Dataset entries
---+---
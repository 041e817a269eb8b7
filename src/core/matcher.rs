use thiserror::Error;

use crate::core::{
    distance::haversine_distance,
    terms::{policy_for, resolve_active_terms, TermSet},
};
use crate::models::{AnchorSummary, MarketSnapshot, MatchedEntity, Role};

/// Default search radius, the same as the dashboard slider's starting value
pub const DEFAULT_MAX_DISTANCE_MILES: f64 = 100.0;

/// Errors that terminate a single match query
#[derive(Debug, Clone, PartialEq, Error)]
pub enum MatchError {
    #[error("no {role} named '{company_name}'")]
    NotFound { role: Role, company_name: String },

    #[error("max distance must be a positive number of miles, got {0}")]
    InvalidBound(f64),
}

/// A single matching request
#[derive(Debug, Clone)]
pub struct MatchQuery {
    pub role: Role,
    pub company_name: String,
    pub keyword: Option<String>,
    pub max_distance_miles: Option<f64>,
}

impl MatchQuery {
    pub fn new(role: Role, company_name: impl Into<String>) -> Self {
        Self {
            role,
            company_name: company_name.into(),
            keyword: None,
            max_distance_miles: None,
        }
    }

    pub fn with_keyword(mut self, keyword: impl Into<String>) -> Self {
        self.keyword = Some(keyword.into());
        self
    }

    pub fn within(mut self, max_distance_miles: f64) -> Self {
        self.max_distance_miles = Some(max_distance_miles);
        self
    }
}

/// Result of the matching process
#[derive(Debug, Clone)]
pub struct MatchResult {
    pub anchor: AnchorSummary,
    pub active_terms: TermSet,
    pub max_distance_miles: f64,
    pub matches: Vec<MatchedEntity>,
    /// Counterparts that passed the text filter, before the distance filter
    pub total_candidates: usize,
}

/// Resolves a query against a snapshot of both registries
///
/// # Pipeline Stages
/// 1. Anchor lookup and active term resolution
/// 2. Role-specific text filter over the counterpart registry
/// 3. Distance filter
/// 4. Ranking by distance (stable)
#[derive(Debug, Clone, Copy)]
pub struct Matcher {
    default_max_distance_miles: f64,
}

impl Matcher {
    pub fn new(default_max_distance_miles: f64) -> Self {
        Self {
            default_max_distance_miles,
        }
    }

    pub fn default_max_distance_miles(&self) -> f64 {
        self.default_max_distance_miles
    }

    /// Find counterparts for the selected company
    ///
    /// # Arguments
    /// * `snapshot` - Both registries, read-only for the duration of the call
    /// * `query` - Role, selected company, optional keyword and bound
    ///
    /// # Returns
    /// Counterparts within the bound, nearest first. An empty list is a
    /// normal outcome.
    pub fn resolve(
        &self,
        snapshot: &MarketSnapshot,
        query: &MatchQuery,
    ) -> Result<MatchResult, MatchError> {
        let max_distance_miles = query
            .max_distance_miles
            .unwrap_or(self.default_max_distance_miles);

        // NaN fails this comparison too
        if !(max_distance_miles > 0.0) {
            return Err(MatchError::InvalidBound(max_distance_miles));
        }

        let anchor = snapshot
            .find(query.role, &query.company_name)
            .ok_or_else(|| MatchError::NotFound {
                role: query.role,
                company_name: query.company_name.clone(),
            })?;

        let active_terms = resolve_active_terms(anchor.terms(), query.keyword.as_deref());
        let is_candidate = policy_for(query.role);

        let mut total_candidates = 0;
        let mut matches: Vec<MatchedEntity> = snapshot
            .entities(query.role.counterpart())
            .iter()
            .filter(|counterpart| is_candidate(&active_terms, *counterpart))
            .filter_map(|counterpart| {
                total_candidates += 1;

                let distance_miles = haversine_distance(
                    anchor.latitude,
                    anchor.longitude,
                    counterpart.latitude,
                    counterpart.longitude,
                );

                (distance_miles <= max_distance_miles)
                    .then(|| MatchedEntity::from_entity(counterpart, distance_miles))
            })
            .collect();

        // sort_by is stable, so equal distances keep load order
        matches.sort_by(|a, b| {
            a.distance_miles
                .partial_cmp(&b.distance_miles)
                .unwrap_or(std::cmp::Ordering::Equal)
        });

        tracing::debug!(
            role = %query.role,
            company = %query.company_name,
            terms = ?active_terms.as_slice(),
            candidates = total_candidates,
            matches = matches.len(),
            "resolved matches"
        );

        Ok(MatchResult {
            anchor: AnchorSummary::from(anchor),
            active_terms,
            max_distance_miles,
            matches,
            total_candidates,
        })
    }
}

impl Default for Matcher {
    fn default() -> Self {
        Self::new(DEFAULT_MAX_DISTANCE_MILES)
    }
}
---+---
What needs to be done :: In the data above, find the line that contains "pub enum MatchError", then reproduce exactly every line from the first line through that line.

Solution below ::
repository 041e817a269eb8b7
filename src/core/matcher.rs
use thiserror::Error;

use crate::core::{
    distance::haversine_distance,
    terms::{policy_for, resolve_active_terms, TermSet},
};
use crate::models::{AnchorSummary, MarketSnapshot, MatchedEntity, Role};

/// Default search radius, the same as the dashboard slider's starting value
pub const DEFAULT_MAX_DISTANCE_MILES: f64 = 100.0;

/// Errors that terminate a single match query
#[derive(Debug, Clone, PartialEq, Error)]
pub enum MatchError {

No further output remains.